[Collected data]
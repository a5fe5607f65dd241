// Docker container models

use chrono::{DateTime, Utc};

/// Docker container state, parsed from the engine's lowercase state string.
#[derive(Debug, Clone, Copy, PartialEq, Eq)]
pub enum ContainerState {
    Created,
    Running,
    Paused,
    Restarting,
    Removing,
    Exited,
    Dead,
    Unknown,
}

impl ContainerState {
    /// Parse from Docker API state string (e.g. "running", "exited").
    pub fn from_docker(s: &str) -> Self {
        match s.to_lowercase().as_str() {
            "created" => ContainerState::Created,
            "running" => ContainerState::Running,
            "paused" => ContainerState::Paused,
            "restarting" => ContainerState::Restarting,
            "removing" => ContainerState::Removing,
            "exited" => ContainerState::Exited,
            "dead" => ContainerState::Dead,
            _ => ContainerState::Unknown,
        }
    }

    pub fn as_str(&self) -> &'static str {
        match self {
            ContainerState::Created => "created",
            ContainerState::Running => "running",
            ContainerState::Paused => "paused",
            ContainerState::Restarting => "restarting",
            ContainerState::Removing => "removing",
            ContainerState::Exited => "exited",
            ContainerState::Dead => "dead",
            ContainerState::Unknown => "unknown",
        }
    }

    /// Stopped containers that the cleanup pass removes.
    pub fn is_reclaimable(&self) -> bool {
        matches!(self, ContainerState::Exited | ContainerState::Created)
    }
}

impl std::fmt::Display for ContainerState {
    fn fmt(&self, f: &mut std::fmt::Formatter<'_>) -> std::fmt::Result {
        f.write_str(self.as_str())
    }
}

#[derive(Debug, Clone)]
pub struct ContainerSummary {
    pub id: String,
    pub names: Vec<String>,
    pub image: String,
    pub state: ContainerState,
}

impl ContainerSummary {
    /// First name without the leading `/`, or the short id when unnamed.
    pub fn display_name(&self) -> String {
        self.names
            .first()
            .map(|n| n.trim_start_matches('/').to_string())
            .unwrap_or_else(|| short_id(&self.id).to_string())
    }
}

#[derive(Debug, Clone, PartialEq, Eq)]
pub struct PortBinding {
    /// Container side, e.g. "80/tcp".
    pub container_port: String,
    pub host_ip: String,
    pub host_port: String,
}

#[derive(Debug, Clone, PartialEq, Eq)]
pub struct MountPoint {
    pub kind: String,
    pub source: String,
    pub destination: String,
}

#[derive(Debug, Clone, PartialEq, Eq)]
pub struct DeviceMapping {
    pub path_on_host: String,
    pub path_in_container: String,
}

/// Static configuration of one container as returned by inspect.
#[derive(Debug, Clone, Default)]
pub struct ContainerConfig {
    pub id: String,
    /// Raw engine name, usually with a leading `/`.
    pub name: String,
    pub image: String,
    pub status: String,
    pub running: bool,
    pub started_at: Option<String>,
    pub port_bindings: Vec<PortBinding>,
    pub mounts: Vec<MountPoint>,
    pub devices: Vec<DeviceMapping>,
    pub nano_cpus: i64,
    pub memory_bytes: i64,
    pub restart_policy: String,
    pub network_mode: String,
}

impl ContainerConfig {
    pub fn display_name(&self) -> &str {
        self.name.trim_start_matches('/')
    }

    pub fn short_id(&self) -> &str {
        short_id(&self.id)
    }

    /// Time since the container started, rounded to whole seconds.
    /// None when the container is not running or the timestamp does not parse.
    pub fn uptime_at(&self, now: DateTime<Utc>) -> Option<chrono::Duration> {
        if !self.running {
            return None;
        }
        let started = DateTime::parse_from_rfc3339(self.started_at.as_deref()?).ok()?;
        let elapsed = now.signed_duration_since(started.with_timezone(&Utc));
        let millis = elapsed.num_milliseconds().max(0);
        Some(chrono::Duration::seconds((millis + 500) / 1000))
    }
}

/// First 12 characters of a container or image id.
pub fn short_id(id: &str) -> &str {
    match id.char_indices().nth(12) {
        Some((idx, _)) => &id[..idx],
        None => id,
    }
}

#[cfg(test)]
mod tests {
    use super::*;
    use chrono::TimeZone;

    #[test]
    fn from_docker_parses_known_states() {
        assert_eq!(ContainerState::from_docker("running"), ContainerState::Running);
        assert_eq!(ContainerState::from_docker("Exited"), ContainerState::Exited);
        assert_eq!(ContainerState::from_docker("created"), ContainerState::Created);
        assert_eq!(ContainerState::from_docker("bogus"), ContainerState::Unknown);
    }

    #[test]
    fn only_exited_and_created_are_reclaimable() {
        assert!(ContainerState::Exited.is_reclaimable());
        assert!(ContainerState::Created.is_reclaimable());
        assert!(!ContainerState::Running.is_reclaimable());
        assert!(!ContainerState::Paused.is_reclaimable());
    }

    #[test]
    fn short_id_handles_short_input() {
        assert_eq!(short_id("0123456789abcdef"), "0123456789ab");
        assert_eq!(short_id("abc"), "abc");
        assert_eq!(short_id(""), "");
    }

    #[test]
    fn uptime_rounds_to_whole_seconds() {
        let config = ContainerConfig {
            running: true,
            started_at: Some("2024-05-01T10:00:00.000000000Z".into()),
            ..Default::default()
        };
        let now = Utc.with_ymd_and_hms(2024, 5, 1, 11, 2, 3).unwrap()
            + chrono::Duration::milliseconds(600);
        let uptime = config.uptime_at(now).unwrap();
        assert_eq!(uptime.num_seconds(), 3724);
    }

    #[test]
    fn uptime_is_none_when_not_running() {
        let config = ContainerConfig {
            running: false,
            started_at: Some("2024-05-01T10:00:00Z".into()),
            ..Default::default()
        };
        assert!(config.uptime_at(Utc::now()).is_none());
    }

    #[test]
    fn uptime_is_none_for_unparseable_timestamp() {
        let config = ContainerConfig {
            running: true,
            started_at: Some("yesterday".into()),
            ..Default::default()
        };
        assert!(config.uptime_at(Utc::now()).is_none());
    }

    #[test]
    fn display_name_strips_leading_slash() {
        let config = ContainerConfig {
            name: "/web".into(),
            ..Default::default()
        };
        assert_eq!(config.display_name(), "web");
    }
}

▸ **WHAT THIS TASK INVOLVES**
Repeat only the lines above, from the first line of the entries through the line that contains "cleanup pass removes.", including both ends.

▸ **WRITTEN ANSWER**
repository a5fe5607f65dd241
// Docker container models

use chrono::{DateTime, Utc};

/// Docker container state, parsed from the engine's lowercase state string.
#[derive(Debug, Clone, Copy, PartialEq, Eq)]
pub enum ContainerState {
    Created,
    Running,
    Paused,
    Restarting,
    Removing,
    Exited,
    Dead,
    Unknown,
}

impl ContainerState {
    /// Parse from Docker API state string (e.g. "running", "exited").
    pub fn from_docker(s: &str) -> Self {
        match s.to_lowercase().as_str() {
            "created" => ContainerState::Created,
            "running" => ContainerState::Running,
            "paused" => ContainerState::Paused,
            "restarting" => ContainerState::Restarting,
            "removing" => ContainerState::Removing,
            "exited" => ContainerState::Exited,
            "dead" => ContainerState::Dead,
            _ => ContainerState::Unknown,
        }
    }

    pub fn as_str(&self) -> &'static str {
        match self {
            ContainerState::Created => "created",
            ContainerState::Running => "running",
            ContainerState::Paused => "paused",
            ContainerState::Restarting => "restarting",
            ContainerState::Removing => "removing",
            ContainerState::Exited => "exited",
            ContainerState::Dead => "dead",
            ContainerState::Unknown => "unknown",
        }
    }

    /// Stopped containers that the cleanup pass removes.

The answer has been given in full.